Um agricultor encontrou um possível poço de petróleo no município de Tabuleiro do Norte, no Ceará, enquanto perfurava um poço de aproximadamente 40 metros de profundidade em busca de água. O achado ocorreu em novembro de 2024, quando um líquido escuro emergiu do buraco, levando o agricultor Sidrônio Moreira a comemorar, acreditando tratar-se de água.
Após a descoberta, a família de Sidrônio realizou testes laboratoriais que indicaram que a amostra do líquido possui características físico-químicas semelhantes ao petróleo encontrado em jazidas do Rio Grande do Norte. A confirmação oficial, no entanto, depende de análise por um laboratório credenciado pela Agência Nacional do Petróleo (ANP), que já investiga o caso.

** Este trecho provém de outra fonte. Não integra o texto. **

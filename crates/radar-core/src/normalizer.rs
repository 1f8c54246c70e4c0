//! 원시 행 → 정규 [`SalesRecord`] 변환.
//!
//! 스크래핑 행은 판매량과 증감만 알려주므로 전월 판매량을 역산하고,
//! 합성 행은 전월 판매량/순위를 그대로 사용합니다. 어느 경우든 결과는
//! `momentum_absolute == current_sales - previous_sales`를 만족합니다.

use tracing::warn;

use crate::domain::{
    source_url, Month, Nation, RawRecord, SalesRecord, ScrapedRow, SyntheticRow,
    DEFAULT_SOURCE_BASE, MAX_MOMENTUM_PERCENT,
};

/// 제조사를 알 수 없을 때 사용하는 값.
pub const UNKNOWN_MANUFACTURER: &str = "Unknown";

/// 원시 행 정규화기.
#[derive(Debug, Clone)]
pub struct RecordNormalizer {
    source_base: String,
}

impl Default for RecordNormalizer {
    fn default() -> Self {
        Self::new(DEFAULT_SOURCE_BASE)
    }
}

/// 전월 대비 증가율. 신규 진입(전월 0)이면 상한값.
fn momentum_percent(momentum_absolute: i64, previous_sales: u64) -> f64 {
    if previous_sales == 0 {
        MAX_MOMENTUM_PERCENT
    } else {
        (momentum_absolute as f64 / previous_sales as f64).min(MAX_MOMENTUM_PERCENT)
    }
}

impl RecordNormalizer {
    /// 원본 URL 기준 주소를 지정해 생성합니다.
    pub fn new(source_base: impl Into<String>) -> Self {
        Self {
            source_base: source_base.into(),
        }
    }

    /// 원시 행 하나를 정규화합니다.
    ///
    /// 모델명이 비었거나 순위가 0이면 `None`을 반환합니다.
    pub fn normalize(&self, nation: Nation, month: &Month, raw: RawRecord) -> Option<SalesRecord> {
        if raw.rank() == 0 || raw.model_name().trim().is_empty() {
            warn!(
                nation = %nation,
                month = %month,
                rank = raw.rank(),
                model = raw.model_name(),
                "Dropping malformed row"
            );
            return None;
        }

        let rank = raw.rank();
        let model = raw.model_name().to_string();
        let measures = match raw {
            RawRecord::Scraped(row) => Measures::from_scraped(row),
            RawRecord::Synthetic(row) => Measures::from_synthetic(row),
        };
        let Some((measures, momentum_absolute)) =
            measures.and_then(|m| m.momentum_absolute().map(|abs| (m, abs)))
        else {
            warn!(
                nation = %nation,
                month = %month,
                rank,
                model = %model,
                "Dropping row with out-of-range sales"
            );
            return None;
        };

        Some(SalesRecord {
            id: format!("{}-{}-{}", nation, month, rank),
            rank,
            previous_rank: measures.previous_rank,
            model_name: measures.model_name,
            manufacturer: measures.manufacturer,
            current_sales: measures.current_sales,
            previous_sales: measures.previous_sales,
            momentum_absolute,
            momentum_percent: momentum_percent(momentum_absolute, measures.previous_sales),
            rank_delta: measures.rank_delta,
            score: 0.0,
            is_new_entry: measures.previous_sales == 0,
            nation,
            month: month.clone(),
            source_url: source_url(&self.source_base, nation, month),
        })
    }

    /// 배치를 정규화합니다. 입력 순서를 유지하며 잘못된 행만 제외합니다.
    pub fn normalize_batch(
        &self,
        nation: Nation,
        month: &Month,
        raws: Vec<RawRecord>,
    ) -> Vec<SalesRecord> {
        raws.into_iter()
            .filter_map(|raw| self.normalize(nation, month, raw))
            .collect()
    }
}

/// 경로별로 계산한 판매/순위 값.
struct Measures {
    model_name: String,
    manufacturer: String,
    current_sales: u64,
    previous_sales: u64,
    previous_rank: Option<u32>,
    rank_delta: i64,
}

fn manufacturer_or_unknown(manufacturer: Option<String>) -> String {
    manufacturer
        .filter(|m| !m.trim().is_empty())
        .unwrap_or_else(|| UNKNOWN_MANUFACTURER.to_string())
}

impl Measures {
    /// 전월 판매량 = max(0, 판매량 - 증감). 순위 정보는 없습니다.
    ///
    /// 판매량이나 증감이 i64 범위를 벗어나면 `None`.
    fn from_scraped(row: ScrapedRow) -> Option<Self> {
        let current_sales = row.sales.unwrap_or(0);
        let delta = row.momentum_absolute.unwrap_or(0);
        let previous = i64::try_from(current_sales).ok()?.checked_sub(delta)?;

        Some(Self {
            model_name: row.model_name,
            manufacturer: manufacturer_or_unknown(row.manufacturer),
            current_sales,
            previous_sales: previous.max(0).unsigned_abs(),
            previous_rank: None,
            rank_delta: 0,
        })
    }

    /// 이번 달 - 전월 판매량. 범위를 벗어나면 `None`.
    fn momentum_absolute(&self) -> Option<i64> {
        let current = i64::try_from(self.current_sales).ok()?;
        let previous = i64::try_from(self.previous_sales).ok()?;
        current.checked_sub(previous)
    }

    /// 신규 진입이면 전월 판매량/순위를 버립니다.
    fn from_synthetic(row: SyntheticRow) -> Option<Self> {
        let is_new_entry = row.is_new_entry || row.previous_sales == 0;

        let (previous_sales, previous_rank, rank_delta) = if is_new_entry {
            (0, None, 0)
        } else {
            (
                row.previous_sales,
                Some(row.previous_rank),
                i64::from(row.previous_rank) - i64::from(row.rank),
            )
        };

        Some(Self {
            model_name: row.model_name,
            manufacturer: manufacturer_or_unknown(Some(row.manufacturer)),
            current_sales: row.current_sales,
            previous_sales,
            previous_rank,
            rank_delta,
        })
    }
}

O professor de Engenharia Química Hosiberto Batista, da Universidade Federal do Ceará (UFC), afirmou que a profundidade em que o líquido foi encontrado é considerada ‘pouco comum’ para a presença de petróleo. Ele coordena um grupo de pesquisa que recebeu uma amostra do líquido e realizará testes complementares.

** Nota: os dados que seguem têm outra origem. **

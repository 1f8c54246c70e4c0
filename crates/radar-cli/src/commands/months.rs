//! 선택 가능한 월 목록 출력.

use radar_core::AvailableMonths;
use radar_data::RadarService;

/// 월 목록을 출력합니다. 최신 월에 `*`를 붙입니다.
pub fn print_months(service: &RadarService) {
    println!("{}", format_months(&service.months()));
}

fn format_months(available: &AvailableMonths) -> String {
    available
        .months
        .iter()
        .map(|month| {
            if *month == available.latest_month {
                format!("{} *", month)
            } else {
                month.to_string()
            }
        })
        .collect::<Vec<_>>()
        .join("\n")
}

A localidade onde a substância foi encontrada, Sítio Santo Estevão, está a apenas 11 quilômetros de um campo de exploração de petróleo no Rio Grande do Norte, próximo à Bacia Potiguar, uma área tradicional na extração de petróleo. Hosiberto destacou que a região não estava catalogada pela ANP para futuras licitações de exploração.
Em junho de 2025, o filho de Sidrônio, Saullo Moreira, procurou o Instituto Federal do Ceará (IFCE) em busca de orientação. Após análises realizadas no Núcleo de Pesquisa em Baixo Carbono da Universidade Federal Rural do Semi-Árido (Ufersa), foi confirmado que o líquido é um hidrocarboneto semelhante ao petróleo.

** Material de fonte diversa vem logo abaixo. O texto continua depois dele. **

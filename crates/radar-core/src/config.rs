//! 설정 관리.
//!
//! 기본값 → `config/default.toml`(선택) → `RADAR__SECTION__KEY` 환경변수 순으로
//! 덮어써서 [`AppConfig`]를 만듭니다.

use serde::{Deserialize, Serialize};
use std::path::Path;
use std::time::Duration;

use crate::error::RadarResult;

/// 애플리케이션 설정.
#[derive(Debug, Clone, Default, Deserialize, Serialize)]
pub struct AppConfig {
    /// 서버 설정
    #[serde(default)]
    pub server: ServerConfig,
    /// 다나와 수집 설정
    #[serde(default)]
    pub danawa: DanawaConfig,
    /// 응답 캐시 설정
    #[serde(default)]
    pub cache: CacheConfig,
    /// 로깅 설정
    #[serde(default)]
    pub logging: LoggingConfig,
    /// 화면 필터 기본값
    #[serde(default)]
    pub filter: FilterConfig,
}

/// 서버 설정.
#[derive(Debug, Clone, Deserialize, Serialize)]
pub struct ServerConfig {
    /// 바인딩할 호스트
    pub host: String,
    /// 리스닝할 포트
    pub port: u16,
    /// 요청 타임아웃 (초)
    #[serde(default = "default_request_timeout")]
    pub request_timeout_secs: u64,
}

fn default_request_timeout() -> u64 {
    30
}

impl Default for ServerConfig {
    fn default() -> Self {
        Self {
            host: "127.0.0.1".to_string(),
            port: 5000,
            request_timeout_secs: default_request_timeout(),
        }
    }
}

/// 다나와 실데이터 수집 설정.
#[derive(Debug, Clone, Deserialize, Serialize)]
pub struct DanawaConfig {
    /// 실데이터 수집 사용 여부 (false면 합성 데이터만 사용)
    pub enabled: bool,
    /// 기본 URL
    pub base_url: String,
    /// HTTP 타임아웃 (초)
    pub timeout_secs: u64,
    /// User-Agent 헤더
    pub user_agent: String,
}

impl Default for DanawaConfig {
    fn default() -> Self {
        Self {
            enabled: true,
            base_url: "https://auto.danawa.com".to_string(),
            timeout_secs: 10,
            user_agent: "Mozilla/5.0 (Windows NT 10.0; Win64; x64) AppleWebKit/537.36"
                .to_string(),
        }
    }
}

impl DanawaConfig {
    /// HTTP 타임아웃을 Duration으로 반환
    pub fn timeout(&self) -> Duration {
        Duration::from_secs(self.timeout_secs)
    }
}

/// 응답 캐시 설정.
#[derive(Debug, Clone, Deserialize, Serialize)]
pub struct CacheConfig {
    /// 캐시 TTL (초, 기본 30분)
    pub ttl_secs: u64,
}

impl Default for CacheConfig {
    fn default() -> Self {
        Self { ttl_secs: 30 * 60 }
    }
}

impl CacheConfig {
    /// TTL을 Duration으로 반환
    pub fn ttl(&self) -> Duration {
        Duration::from_secs(self.ttl_secs)
    }
}

/// 로깅 설정.
#[derive(Debug, Clone, Deserialize, Serialize)]
pub struct LoggingConfig {
    /// 로그 레벨
    pub level: String,
    /// 로그 형식 (pretty, json, compact)
    pub format: String,
}

impl Default for LoggingConfig {
    fn default() -> Self {
        Self {
            level: "info".to_string(),
            format: "pretty".to_string(),
        }
    }
}

/// 화면 필터 기본값.
#[derive(Debug, Clone, Deserialize, Serialize)]
pub struct FilterConfig {
    /// 최소 판매량
    pub min_sales: u64,
    /// 신규 진입 모델 제외 여부
    pub exclude_new_entries: bool,
    /// 최대 표시 개수
    pub limit: usize,
}

impl Default for FilterConfig {
    fn default() -> Self {
        Self {
            min_sales: 300,
            exclude_new_entries: false,
            limit: 20,
        }
    }
}

impl AppConfig {
    /// 파일(선택)과 환경 변수에서 설정을 로드합니다.
    ///
    /// 파일이 없으면 기본값과 환경 변수만 사용합니다.
    pub fn load<P: AsRef<Path>>(path: P) -> RadarResult<Self> {
        let defaults = AppConfig::default();

        let builder = config::Config::builder()
            .set_default("server.host", defaults.server.host)?
            .set_default("server.port", i64::from(defaults.server.port))?
            .set_default("danawa.enabled", defaults.danawa.enabled)?
            .set_default("danawa.base_url", defaults.danawa.base_url)?
            .set_default("danawa.timeout_secs", defaults.danawa.timeout_secs)?
            .set_default("danawa.user_agent", defaults.danawa.user_agent)?
            .set_default("cache.ttl_secs", defaults.cache.ttl_secs)?
            .set_default("logging.level", defaults.logging.level)?
            .set_default("logging.format", defaults.logging.format)?
            .set_default("filter.min_sales", defaults.filter.min_sales)?
            .set_default("filter.exclude_new_entries", defaults.filter.exclude_new_entries)?
            .set_default("filter.limit", defaults.filter.limit as u64)?
            .add_source(config::File::from(path.as_ref()).required(false))
            .add_source(
                config::Environment::with_prefix("RADAR")
                    .separator("__")
                    .try_parsing(true),
            );

        Ok(builder.build()?.try_deserialize()?)
    }

    /// 기본 경로(`config/default.toml`)에서 설정을 로드합니다.
    pub fn load_default() -> RadarResult<Self> {
        Self::load("config/default.toml")
    }
}

#[cfg(test)]
mod tests {
    use super::*;

    #[test]
    fn test_defaults() {
        let config = AppConfig::default();
        assert_eq!(config.cache.ttl(), Duration::from_secs(1800));
        assert_eq!(config.filter.min_sales, 300);
        assert_eq!(config.filter.limit, 20);
        assert!(!config.filter.exclude_new_entries);
        assert!(config.danawa.enabled);
    }

    #[test]
    fn test_load_missing_file_uses_defaults() {
        let config = AppConfig::load("does/not/exist.toml").unwrap();
        assert_eq!(config.danawa.base_url, "https://auto.danawa.com");
        assert_eq!(config.cache.ttl_secs, 1800);
    }
}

A ANP confirmou em 25 de fevereiro de 2026 que recebeu a notificação da descoberta e que irá investigar o caso, contatando a Secretaria Estadual do Meio Ambiente do Ceará (Sema) para avaliar a necessidade de uma vistoria técnica na área.
A família de Sidrônio enfrenta dificuldades com o abastecimento de água, dependendo de uma adutora que não atende plenamente suas necessidades. Sidrônio tomou um empréstimo para furar o solo, mas até agora não conseguiu encontrar água.
Enquanto aguarda a resposta da ANP sobre a análise do líquido, Sidrônio expressou sua preocupação com a escassez de água, afirmando: ‘Qualquer coisa que desse aí servia para a gente, porque é uma calamidade muito grande de água aqui’.